From the records below, return every line containing the word "mapping".

-- Records provided follows --

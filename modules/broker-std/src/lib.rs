#![deny(missing_docs)]
#![cfg_attr(test, allow(clippy::unwrap_used, clippy::expect_used))]
#![deny(rustdoc::broken_intra_doc_links)]
#![deny(unsafe_op_in_unsafe_fn)]
#![deny(clippy::missing_errors_doc)]
#![deny(clippy::missing_safety_doc)]
#![deny(clippy::redundant_clone)]
#![deny(clippy::redundant_field_names)]
#![deny(clippy::redundant_pattern)]
#![deny(clippy::redundant_static_lifetimes)]
#![deny(clippy::unnecessary_to_owned)]
#![deny(clippy::needless_borrow)]
#![deny(clippy::manual_let_else)]
#![deny(clippy::unused_self)]
#![deny(clippy::unnecessary_wraps)]
#![deny(clippy::unreachable)]
#![deny(dropping_copy_types)]
#![deny(clippy::unwrap_used)]
#![deny(clippy::expect_used)]
#![deny(clippy::panic)]
#![deny(clippy::todo)]
#![deny(clippy::unimplemented)]
#![deny(clippy::print_stdout)]
#![deny(clippy::dbg_macro)]
#![deny(clippy::must_use_candidate)]
#![deny(clippy::len_without_is_empty)]
#![deny(clippy::wrong_self_convention)]
#![deny(clippy::bool_comparison)]
#![deny(clippy::needless_bool)]
#![deny(clippy::match_like_matches_macro)]

//! Tokio binding of the pollq broker.
//!
//! Wires the runtime-agnostic queues of `pollq_broker_core_rs` to a DashMap-backed registry,
//! Tokio deadlines and a hyper HTTP/1.1 listener. Producers `PUT /{queue}?v=...`, consumers
//! `GET /{queue}?timeout=<seconds>` and long-poll until a payload arrives or the timeout elapses.

/// Command-line configuration of the server process.
pub mod config;
/// HTTP/1.1 listener exposing the broker service.
pub mod http;
/// Tracing subscriber setup.
pub mod logging;
/// Name to queue mapping shared by every request.
pub mod registry;
/// Request model, validation and dispatch onto the registry.
pub mod service;
/// Tokio deadlines for long-poll reads.
pub mod timing;

pub use config::{BrokerConfig, ConfigError};
pub use http::{BrokerServer, ServerError};
pub use pollq_broker_core_rs::{ArcShared, MessageQueue};
pub use registry::QueueRegistry;
pub use service::{BadRequestReason, BrokerError, BrokerReply, BrokerRequest, BrokerService, Payload};
mod handle;
mod node;
mod wait_queue;

#[cfg(test)]
mod tests;

pub use handle::WaitHandle;
pub use wait_queue::WaitQueue;
/// Which part of a request failed validation.
#[derive(Debug, Clone, Copy, PartialEq, Eq, thiserror::Error)]
pub enum BadRequestReason {
  /// The path does not name a queue.
  #[error("queue name is missing")]
  MissingQueueName,
  /// The percent-decoded queue name is not valid UTF-8.
  #[error("queue name is not valid UTF-8")]
  InvalidQueueName,
  /// An enqueue carried no `v` parameter, or an empty one.
  #[error("payload parameter `v` is missing or empty")]
  MissingValue,
  /// The `timeout` parameter is not a non-negative integer.
  #[error("timeout must be a non-negative integer number of seconds")]
  InvalidTimeout,
}
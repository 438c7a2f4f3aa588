
use dashmap::DashMap;
use pollq_broker_core_rs::{ArcShared, MessageQueue};
use tracing::debug;

/// Concurrent mapping from queue name to its [`MessageQueue`].
///
/// Queues are created lazily by producers and never removed. Lookups take a shard read lock;
/// creation takes the shard write lock, so concurrent first writers of one name all observe the
/// same instance.
pub struct QueueRegistry<M> {
  queues: DashMap<String, ArcShared<MessageQueue<M>>>,
}

impl<M> QueueRegistry<M> {
  /// Creates an empty registry.
  #[must_use]
  pub fn new() -> Self {
    Self { queues: DashMap::new() }
  }

  /// Looks up an existing queue without creating it.
  #[must_use]
  pub fn resolve(&self, name: &str) -> Option<ArcShared<MessageQueue<M>>> {
    self.queues.get(name).map(|entry| entry.value().clone())
  }

  /// Returns the queue registered under `name`, creating an empty one if absent.
  #[must_use]
  pub fn resolve_or_create(&self, name: &str) -> ArcShared<MessageQueue<M>> {
    if let Some(queue) = self.resolve(name) {
      return queue;
    }
    self
      .queues
      .entry(name.to_owned())
      .or_insert_with(|| {
        debug!(queue = name, "queue created");
        ArcShared::new(MessageQueue::new())
      })
      .value()
      .clone()
  }

  /// Returns `true` when a queue exists under `name`.
  #[must_use]
  pub fn contains(&self, name: &str) -> bool {
    self.queues.contains_key(name)
  }

  /// Returns the number of queues ever created.
  #[must_use]
  pub fn len(&self) -> usize {
    self.queues.len()
  }

  /// Returns `true` when no queue has been created yet.
  #[must_use]
  pub fn is_empty(&self) -> bool {
    self.queues.is_empty()
  }
}

impl<M> Default for QueueRegistry<M> {
  fn default() -> Self {
    Self::new()
  }
}
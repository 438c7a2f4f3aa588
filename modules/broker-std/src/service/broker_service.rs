use std::{fmt, time::Duration};

use hyper::Method;
use pollq_broker_core_rs::ArcShared;
use tracing::debug;

use super::{BrokerError, BrokerReply, BrokerRequest, Payload};
use crate::{registry::QueueRegistry, timing::deadline_after};

/// Request handler shared by every connection.
///
/// Cloning is cheap; clones operate on the same [`QueueRegistry`].
#[derive(Clone)]
pub struct BrokerService {
  registry: ArcShared<QueueRegistry<Payload>>,
}

impl BrokerService {
  /// Creates a service backed by a fresh, empty registry.
  #[must_use]
  pub fn new() -> Self {
    Self::with_registry(ArcShared::new(QueueRegistry::new()))
  }

  /// Creates a service backed by an existing registry.
  #[must_use]
  pub const fn with_registry(registry: ArcShared<QueueRegistry<Payload>>) -> Self {
    Self { registry }
  }

  /// Returns the registry this service dispatches onto.
  #[must_use]
  pub fn registry(&self) -> &QueueRegistry<Payload> {
    &self.registry
  }

  /// Parses and executes a request.
  ///
  /// # Errors
  ///
  /// Returns the [`BrokerError`] produced by [`BrokerRequest::parse`] or by the operation itself.
  pub async fn dispatch(&self, method: &Method, path: &str, query: Option<&str>) -> Result<BrokerReply, BrokerError> {
    let request = BrokerRequest::parse(method, path, query).inspect_err(|error| {
      debug!(%method, path, %error, "request rejected");
    })?;
    self.handle(request).await
  }

  /// Executes an already validated request.
  ///
  /// # Errors
  ///
  /// Returns [`BrokerError::NotFound`] when a dequeue finds no payload in time.
  pub async fn handle(&self, request: BrokerRequest) -> Result<BrokerReply, BrokerError> {
    match request {
      | BrokerRequest::Enqueue { queue, value } => {
        self.enqueue(&queue, value);
        Ok(BrokerReply::Enqueued)
      },
      | BrokerRequest::Dequeue { queue, timeout } => self.dequeue(&queue, timeout).await.map(BrokerReply::Delivered),
    }
  }

  /// Appends `value` to `queue`, creating the queue on first use.
  pub fn enqueue(&self, queue: &str, value: Payload) {
    let target = self.registry.resolve_or_create(queue);
    target.enqueue(value);
    debug!(queue, buffered = target.len(), "payload enqueued");
  }

  /// Takes the head of `queue`, waiting up to `timeout` when it is empty.
  ///
  /// Queues are never created by readers.
  ///
  /// # Errors
  ///
  /// Returns [`BrokerError::NotFound`] when the queue does not exist, or when it is empty and
  /// stays empty for the whole `timeout`.
  pub async fn dequeue(&self, queue: &str, timeout: Duration) -> Result<Payload, BrokerError> {
    let Some(target) = self.registry.resolve(queue) else {
      debug!(queue, "dequeue on unknown queue");
      return Err(BrokerError::NotFound);
    };
    match target.dequeue(deadline_after(timeout)).await {
      | Some(payload) => {
        debug!(queue, "payload delivered");
        Ok(payload)
      },
      | None => {
        debug!(queue, timeout_secs = timeout.as_secs(), "no payload within timeout");
        Err(BrokerError::NotFound)
      },
    }
  }
}

impl Default for BrokerService {
  fn default() -> Self {
    Self::new()
  }
}

impl fmt::Debug for BrokerService {
  fn fmt(&self, f: &mut fmt::Formatter<'_>) -> fmt::Result {
    f.debug_struct("BrokerService").field("queues", &self.registry.len()).finish()
  }
}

-- Records provided concluded --

* Solution to the exercise:
/// Name to queue mapping shared by every request.
/// Concurrent mapping from queue name to its [`MessageQueue`].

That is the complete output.